Open Questions and Future Rulemaking
As of Q2 2026, several consequential questions about the ONC information blocking framework's application to AI remain genuinely unresolved. These are not rhetorical uncertainties — they represent substantive gaps in regulatory clarity that affect compliance planning for health IT developers, health systems, and AI vendors.
- HTI-5 finalization timeline and scope: ONC has not specified a finalization timeline for HTI-5 as of this writing. The Trump administration's deregulatory posture may accelerate finalization of the certification burden-reduction provisions, but the agentic AI conduct definitions and TEFCA Manner Exception removal may face different industry comment dynamics. Which provisions survive final rulemaking — and in what form — will substantially affect compliance obligations.

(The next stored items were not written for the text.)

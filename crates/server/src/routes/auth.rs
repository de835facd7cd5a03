//! Admin authentication route handlers.
//!
//! Tokens are stateless; logout only exists so the dashboard has something to
//! call before it drops its copy of the token.

use axum::{Json, extract::State, http::HeaderMap};
use serde::{Deserialize, Serialize};
use tracing::instrument;

use super::extract::ApiJson;
use crate::error::Result;
use crate::middleware::{RequireAdmin, authenticate};
use crate::services::auth::{AuthService, Claims};
use crate::state::AppState;

/// Login request body.
#[derive(Debug, Deserialize)]
pub struct LoginRequest {
    pub username: Option<String>,
    pub password: Option<String>,
}

/// Successful login.
#[derive(Debug, Serialize)]
pub struct LoginResponse {
    pub token: String,
    pub username: String,
}

/// Token check result.
#[derive(Debug, Serialize)]
pub struct VerifyResponse {
    pub valid: bool,
    pub user: Claims,
}

/// Credential change request body.
#[derive(Debug, Deserialize)]
#[serde(rename_all = "camelCase")]
pub struct UpdateCredentialsRequest {
    pub username: Option<String>,
    pub new_password: Option<String>,
}

/// Plain message response.
#[derive(Debug, Serialize)]
pub struct MessageResponse {
    pub message: &'static str,
}

/// Exchange a username and password for a bearer token.
#[instrument(skip(state, body), fields(username = body.username.as_deref().unwrap_or_default()))]
pub async fn login(
    State(state): State<AppState>,
    ApiJson(body): ApiJson<LoginRequest>,
) -> Result<Json<LoginResponse>> {
    let service = AuthService::new(state.pool(), state.tokens());
    let (admin, token) = service
        .login(
            body.username.as_deref().unwrap_or_default(),
            body.password.as_deref().unwrap_or_default(),
        )
        .await
        .inspect_err(|e| tracing::info!(error = %e, "Admin login failed"))?;

    tracing::info!(admin_id = %admin.id, "Admin logged in");
    Ok(Json(LoginResponse {
        token,
        username: admin.username,
    }))
}

/// Report whether the bearer token is valid.
#[instrument(skip(state, headers))]
pub async fn verify(State(state): State<AppState>, headers: HeaderMap) -> Result<Json<VerifyResponse>> {
    let claims = authenticate(&state, &headers)?;
    Ok(Json(VerifyResponse {
        valid: true,
        user: claims,
    }))
}

/// Stateless logout.
pub async fn logout() -> Json<MessageResponse> {
    Json(MessageResponse {
        message: "Logged out successfully",
    })
}

/// Change the calling admin's username and/or password.
#[instrument(skip(state, claims, body), fields(admin_id = %claims.user_id))]
pub async fn update_credentials(
    State(state): State<AppState>,
    RequireAdmin(claims): RequireAdmin,
    ApiJson(body): ApiJson<UpdateCredentialsRequest>,
) -> Result<Json<MessageResponse>> {
    let service = AuthService::new(state.pool(), state.tokens());
    let admin = service
        .update_credentials(
            &claims.identity(),
            body.username.as_deref(),
            body.new_password.as_deref(),
        )
        .await?;

    tracing::info!(
        admin_id = %admin.id,
        username_changed = admin.username != claims.username,
        "Admin credentials updated"
    );
    Ok(Json(MessageResponse {
        message: "Credentials updated successfully",
    }))
}
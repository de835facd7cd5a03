//! Authentication error types.

use thiserror::Error;

use crate::db::RepositoryError;

/// Errors that can occur during authentication operations.
#[derive(Debug, Error)]
pub enum AuthError {
    /// Username or password missing from a login request.
    #[error("username and password required")]
    MissingCredentials,

    /// Invalid credentials (wrong password or unknown username).
    #[error("invalid credentials")]
    InvalidCredentials,

    /// No bearer token on a request that needs one.
    #[error("no token provided")]
    MissingToken,

    /// Token is malformed, expired, or has a bad signature.
    #[error("invalid token: {0}")]
    InvalidToken(#[source] jsonwebtoken::errors::Error),

    /// Credential update with neither a username nor a new password.
    #[error("username or new password required")]
    NothingToUpdate,

    /// The token's admin no longer exists.
    #[error("admin not found")]
    AdminNotFound,

    /// Another admin already uses the requested username.
    #[error("username already taken")]
    UsernameTaken,

    /// Token signing failed.
    #[error("token signing error: {0}")]
    Signing(#[source] jsonwebtoken::errors::Error),

    /// Repository/database error.
    #[error("database error: {0}")]
    Repository(#[from] RepositoryError),

    /// Password hashing error.
    #[error("password hashing error")]
    PasswordHash,
}
//! Core types for the site backend.
//!
//! This module provides type-safe wrappers for common domain concepts.

pub mod icon;
pub mod id;

pub use icon::{IconName, KnownIcon};
pub use id::*;
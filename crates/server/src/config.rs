//! Server configuration loaded from environment variables.
//!
//! # Environment Variables
//!
//! ## Required
//! - `JWT_SECRET` - Token signing secret (min 32 chars, high entropy)
//!
//! ## Optional
//! - `DATABASE_URL` - `SQLite` connection string (default: `sqlite://sqlite.db`)
//! - `HOST` - Bind address (default: 0.0.0.0)
//! - `PORT` - Listen port (default: 3001)
//! - `TOKEN_TTL_HOURS` - Admin token lifetime in hours (default: 24)
//! - `MAX_BODY_BYTES` - Request body limit (default: 50 MiB)
//! - `SENTRY_DSN` - Sentry error tracking DSN
//! - `SENTRY_ENVIRONMENT` - Sentry environment tag

use std::collections::HashMap;
use std::net::{IpAddr, SocketAddr};

use secrecy::{ExposeSecret, SecretString};
use thiserror::Error;

const MIN_JWT_SECRET_LENGTH: usize = 32;
const MIN_ENTROPY_BITS_PER_CHAR: f64 = 3.3;

/// Default `SQLite` database location.
pub const DEFAULT_DATABASE_URL: &str = "sqlite://sqlite.db";

/// Default request body limit; inline base64 images make project payloads large.
pub const DEFAULT_MAX_BODY_BYTES: usize = 50 * 1024 * 1024;

/// Blocklist of common placeholder patterns (case-insensitive)
const PLACEHOLDER_PATTERNS: &[&str] = &[
    "your-",
    "changeme",
    "replace",
    "placeholder",
    "example",
    "secret",
    "password",
    "xxx",
    "todo",
    "fixme",
    "insert",
    "enter-",
    "put-your",
    "add-your",
];

/// Configuration errors that can occur during loading.
#[derive(Debug, Error)]
pub enum ConfigError {
    #[error("Missing environment variable: {0}")]
    MissingEnvVar(String),
    #[error("Invalid environment variable {0}: {1}")]
    InvalidEnvVar(String, String),
    #[error("Insecure secret in {0}: {1}")]
    InsecureSecret(String, String),
}

/// Server application configuration.
///
/// Implements `Debug` manually to redact secret fields.
#[derive(Clone)]
pub struct ServerConfig {
    /// `SQLite` database connection URL
    pub database_url: SecretString,
    /// IP address to bind the server to
    pub host: IpAddr,
    /// Port to listen on
    pub port: u16,
    /// Admin token signing secret
    pub jwt_secret: SecretString,
    /// Admin token lifetime in hours
    pub token_ttl_hours: u32,
    /// Maximum accepted request body size in bytes
    pub max_body_bytes: usize,
    /// Sentry DSN for error tracking
    pub sentry_dsn: Option<String>,
    /// Sentry environment tag (e.g. "production")
    pub sentry_environment: Option<String>,
}

impl std::fmt::Debug for ServerConfig {
    fn fmt(&self, f: &mut std::fmt::Formatter<'_>) -> std::fmt::Result {
        f.debug_struct("ServerConfig")
            .field("database_url", &"[REDACTED]")
            .field("host", &self.host)
            .field("port", &self.port)
            .field("jwt_secret", &"[REDACTED]")
            .field("token_ttl_hours", &self.token_ttl_hours)
            .field("max_body_bytes", &self.max_body_bytes)
            .field("sentry_dsn", &self.sentry_dsn.as_ref().map(|_| "[REDACTED]"))
            .field("sentry_environment", &self.sentry_environment)
            .finish()
    }
}

impl ServerConfig {
    /// Load configuration from environment variables.
    ///
    /// Calls `dotenvy::dotenv()` to load from `.env` file if present.
    ///
    /// # Errors
    ///
    /// Returns `ConfigError` if required variables are missing, invalid, or
    /// if secrets fail validation (placeholder detection, entropy check).
    pub fn from_env() -> Result<Self, ConfigError> {
        // Load .env file if present (ignore errors if not found)
        let _ = dotenvy::dotenv();

        Self::from_lookup(|key| std::env::var(key).ok())
    }

    /// Load configuration through an arbitrary variable lookup.
    ///
    /// # Errors
    ///
    /// Same as [`ServerConfig::from_env`].
    pub fn from_lookup(lookup: impl Fn(&str) -> Option<String>) -> Result<Self, ConfigError> {
        let env = Env(lookup);

        let database_url = SecretString::from(env.or_default("DATABASE_URL", DEFAULT_DATABASE_URL));
        let host = env.parsed("HOST", "0.0.0.0")?;
        let port = env.parsed("PORT", "3001")?;
        let jwt_secret = env.validated_secret("JWT_SECRET")?;
        validate_jwt_secret(&jwt_secret, "JWT_SECRET")?;
        let token_ttl_hours: u32 = env.parsed("TOKEN_TTL_HOURS", "24")?;
        if token_ttl_hours == 0 {
            return Err(ConfigError::InvalidEnvVar(
                "TOKEN_TTL_HOURS".to_string(),
                "must be at least 1".to_string(),
            ));
        }
        let max_body_bytes = env.parsed("MAX_BODY_BYTES", &DEFAULT_MAX_BODY_BYTES.to_string())?;
        let sentry_dsn = env.optional("SENTRY_DSN");
        let sentry_environment = env.optional("SENTRY_ENVIRONMENT");

        Ok(Self {
            database_url,
            host,
            port,
            jwt_secret,
            token_ttl_hours,
            max_body_bytes,
            sentry_dsn,
            sentry_environment,
        })
    }

    /// Returns the socket address for binding the server.
    #[must_use]
    pub const fn socket_addr(&self) -> SocketAddr {
        SocketAddr::new(self.host, self.port)
    }

    /// Admin token lifetime.
    #[must_use]
    pub fn token_ttl(&self) -> chrono::Duration {
        chrono::Duration::hours(i64::from(self.token_ttl_hours))
    }
}

// =============================================================================
// Helper Functions
// =============================================================================

/// Variable lookup with typed accessors. Empty values count as unset.
struct Env<F>(F);

impl<F: Fn(&str) -> Option<String>> Env<F> {
    /// Get an optional environment variable.
    fn optional(&self, key: &str) -> Option<String> {
        (self.0)(key).filter(|v| !v.trim().is_empty())
    }

    /// Get a required environment variable.
    fn required(&self, key: &str) -> Result<String, ConfigError> {
        self.optional(key)
            .ok_or_else(|| ConfigError::MissingEnvVar(key.to_string()))
    }

    /// Get an environment variable with a default value.
    fn or_default(&self, key: &str, default: &str) -> String {
        self.optional(key).unwrap_or_else(|| default.to_string())
    }

    /// Parse an environment variable, falling back to a default.
    fn parsed<T>(&self, key: &str, default: &str) -> Result<T, ConfigError>
    where
        T: std::str::FromStr,
        T::Err: std::fmt::Display,
    {
        self.or_default(key, default)
            .trim()
            .parse::<T>()
            .map_err(|e| ConfigError::InvalidEnvVar(key.to_string(), e.to_string()))
    }

    /// Load and validate a secret.
    fn validated_secret(&self, key: &str) -> Result<SecretString, ConfigError> {
        let value = self.required(key)?;
        validate_secret_strength(&value, key)?;
        Ok(SecretString::from(value))
    }
}

/// Validate that a signing secret meets minimum length requirements.
fn validate_jwt_secret(secret: &SecretString, var_name: &str) -> Result<(), ConfigError> {
    let value = secret.expose_secret();
    if value.len() < MIN_JWT_SECRET_LENGTH {
        return Err(ConfigError::InsecureSecret(
            var_name.to_string(),
            format!(
                "must be at least {} characters (got {})",
                MIN_JWT_SECRET_LENGTH,
                value.len()
            ),
        ));
    }
    Ok(())
}

/// Calculate Shannon entropy in bits per character.
fn shannon_entropy(s: &str) -> f64 {
    if s.is_empty() {
        return 0.0;
    }

    let mut freq: HashMap<char, usize> = HashMap::new();
    for c in s.chars() {
        *freq.entry(c).or_insert(0) += 1;
    }

    #[allow(clippy::cast_precision_loss)] // String length will never exceed f64 precision
    let len = s.len() as f64;
    freq.values()
        .map(|&count| {
            #[allow(clippy::cast_precision_loss)] // Character count will never exceed f64 precision
            let p = count as f64 / len;
            -p * p.log2()
        })
        .sum()
}

/// Validate that a secret is not a placeholder and has sufficient entropy.
fn validate_secret_strength(secret: &str, var_name: &str) -> Result<(), ConfigError> {
    let lower = secret.to_lowercase();

    for pattern in PLACEHOLDER_PATTERNS {
        if lower.contains(pattern) {
            return Err(ConfigError::InsecureSecret(
                var_name.to_string(),
                format!("appears to be a placeholder (contains '{pattern}')"),
            ));
        }
    }

    let entropy = shannon_entropy(secret);
    if entropy < MIN_ENTROPY_BITS_PER_CHAR {
        return Err(ConfigError::InsecureSecret(
            var_name.to_string(),
            format!(
                "entropy too low ({entropy:.2} bits/char, need >= {MIN_ENTROPY_BITS_PER_CHAR:.1}). Use a randomly generated secret."
            ),
        ));
    }

    Ok(())
}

- OIG enforcement against agentic AI conduct: How OIG will operationalize investigations involving autonomous AI systems is not yet established through enforcement precedent. The agency's priority factors were designed primarily with human-initiated information blocking in mind; applying them to AI systems operating at scale and speed raises methodological questions about how to assess intentionality, scope, and causation.
- Deregulatory offset question: Whether the removal of HTI-1 model card certification requirements will be offset by stronger conduct-based enforcement — producing equivalent or greater AI accountability through a different mechanism — is a genuine empirical question that will only be answerable through enforcement outcomes over the next several years.
- Anticipated HTI-6 rulemaking: ASTP/ONC has signaled a potential HTI-6 rulemaking that may address wearables and patient-generated health data — categories increasingly relevant to AI training pipelines and remote monitoring applications. As of June 2026, no proposed rule has been published, and any mention of HTI-6 scope should be treated as anticipated future rulemaking, not current regulatory obligation.
- Scope of 'agentic AI' in enforcement practice: The IB.FAQ54.2025DEC clarification and HTI-5's proposed definitions use the term 'agentic artificial intelligence' without establishing a precise technical boundary. As AI systems become more capable of autonomous action, the distinction between a highly automated workflow and a genuinely agentic system will matter for enforcement analysis — and that distinction has not yet been drawn in regulatory text.
The regulatory arc from the 21st Century Cures Act through HTI-1, the December 2025 FAQ, and HTI-5's proposed rulemaking reflects a federal posture in which AI data access is increasingly treated as a conduct governance problem — one that cannot be resolved through product certification alone. Health systems, AI developers, and health IT vendors that understand this shift early will be better positioned to design AI data pipelines and agentic workflows that are defensible under both the current framework and whatever emerges from HTI-5 finalization.